The coupling coefficient includes, for example, a weight assigned to output data when data is output from a unit in a certain layer to a unit in a deeper layer in a hidden layer of the neural network. Further, the coupling coefficient may also include a bias component specific to each layer, and the like.
FIG. 4 is a diagram illustrating the trained model MDL according to the first embodiment. For example, when the trained model MDL is implemented by CycleGAN, the trained model MDL includes a first generative model GEN1 and a second generative model GEN2 as illustrated in the figure. The first generative model GEN1 and the second generative model GEN2 are implemented by a combination of an encoder and a decoder.
The first generative model GEN1 and the second generative model GEN2 are trained on the basis of a training data set composed of two unpaired images.
As described above, a pair refers to a state in which an image in a source domain (i.e., an input image) and a corresponding image in a target domain (i.e., a target image) are paired with each other on a pixel-by-pixel basis.
For example, a medical image before specific image processing is performed and a medical image after specific image processing is performed are paired with each other.
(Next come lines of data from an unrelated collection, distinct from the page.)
use crate::engine::{Algorithm, InPlaceAlgorithm};
use crate::image::{DomainKind, ImageError, Sample, TypedState, Value, ValueType, Variant};

/// Sets every stored sample to one value.
///
/// A complex value can only fill complex data; a real value fills either.
#[derive(Debug, Clone, Copy, PartialEq)]
pub struct Fill {
    pub value: Value,
}

impl Fill {
    pub fn new(value: impl Into<Value>) -> Self {
        Self {
            value: value.into(),
        }
    }
}

impl Algorithm for Fill {
    fn name(&self) -> &str {
        "fill"
    }

    fn supports(&self, variant: Variant) -> bool {
        self.value.value_type() == ValueType::Real || variant.value_type == ValueType::Complex
    }
}

impl InPlaceAlgorithm for Fill {
    fn visit_mut<T: Sample, D: DomainKind>(
        &mut self,
        state: &mut TypedState<T, D>,
    ) -> Result<(), ImageError> {
        let v = T::from_value(self.value).ok_or(ImageError::ValueTypeMismatch {
            expected: T::VALUE_TYPE,
            found: self.value.value_type(),
        })?;
        state.map_in_place(|_| v);
        Ok(())
    }
}
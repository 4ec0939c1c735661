//! # Image Module
//!
//! Dense image buffers typed by sample value and domain.
//!
//! - **Values** ([`value`]) - the closed set of sample types (`f64` and
//!   `Complex<f64>`) behind the [`Sample`] trait.
//! - **Domains** ([`domain`]) - spatial, frequency and half-frequency markers and
//!   the runtime [`Variant`] tag.
//! - **Typed Buffers** ([`state`]) - [`TypedState`], one concrete buffer with
//!   bounds-checked access and conjugate mirroring for half-frequency data.
//! - **Erased Buffers** ([`variant`]) - [`ImageState`], the enum over every
//!   `(value type, domain)` pair.
//! - **Sampling** ([`sampling`]) - physical sample spacing.
//! - **Errors** ([`error`]) - [`ImageError`], shared with the engine.
//!
//! Value types never change implicitly; conversions go through the algorithms
//! in [`crate::alg`].

pub mod domain;
pub mod error;
pub mod sampling;
pub mod state;
pub mod value;
pub mod variant;

pub use domain::{Domain, DomainKind, Frequency, HalfFrequency, Spatial, Variant};
pub use error::ImageError;
pub use sampling::PixelSampling;
pub use state::TypedState;
pub use value::{Complex, Sample, Value, ValueType};
pub use variant::ImageState;
pub(crate) use variant::visit_state;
If the medical image is an ultrasound image, an ultrasound image generated from ultrasound signal data before beam forming (BF) processing according to a certain BF method and an ultrasound image generated from the same ultrasound signal data before BF processing according to another BF method are paired with each other. Similarly, an ultrasound B-mode and a color Doppler, contrast, elastography, or attenuation image of the same time phase are paired with each other. If the medical image is an MR image, a T1-emphasized image and a T2-emphasized image of the same original MR scan data are also paired with each other.
In the present embodiment, such paired images are not used as a training data set, but rather images in an unpaired relationship are used as a training data set. That is, an image in a source domain (i.e., an input image) and an image in a target domain (i.e., a target image) that is not paired on a pixel-by-pixel basis are used as a training data set.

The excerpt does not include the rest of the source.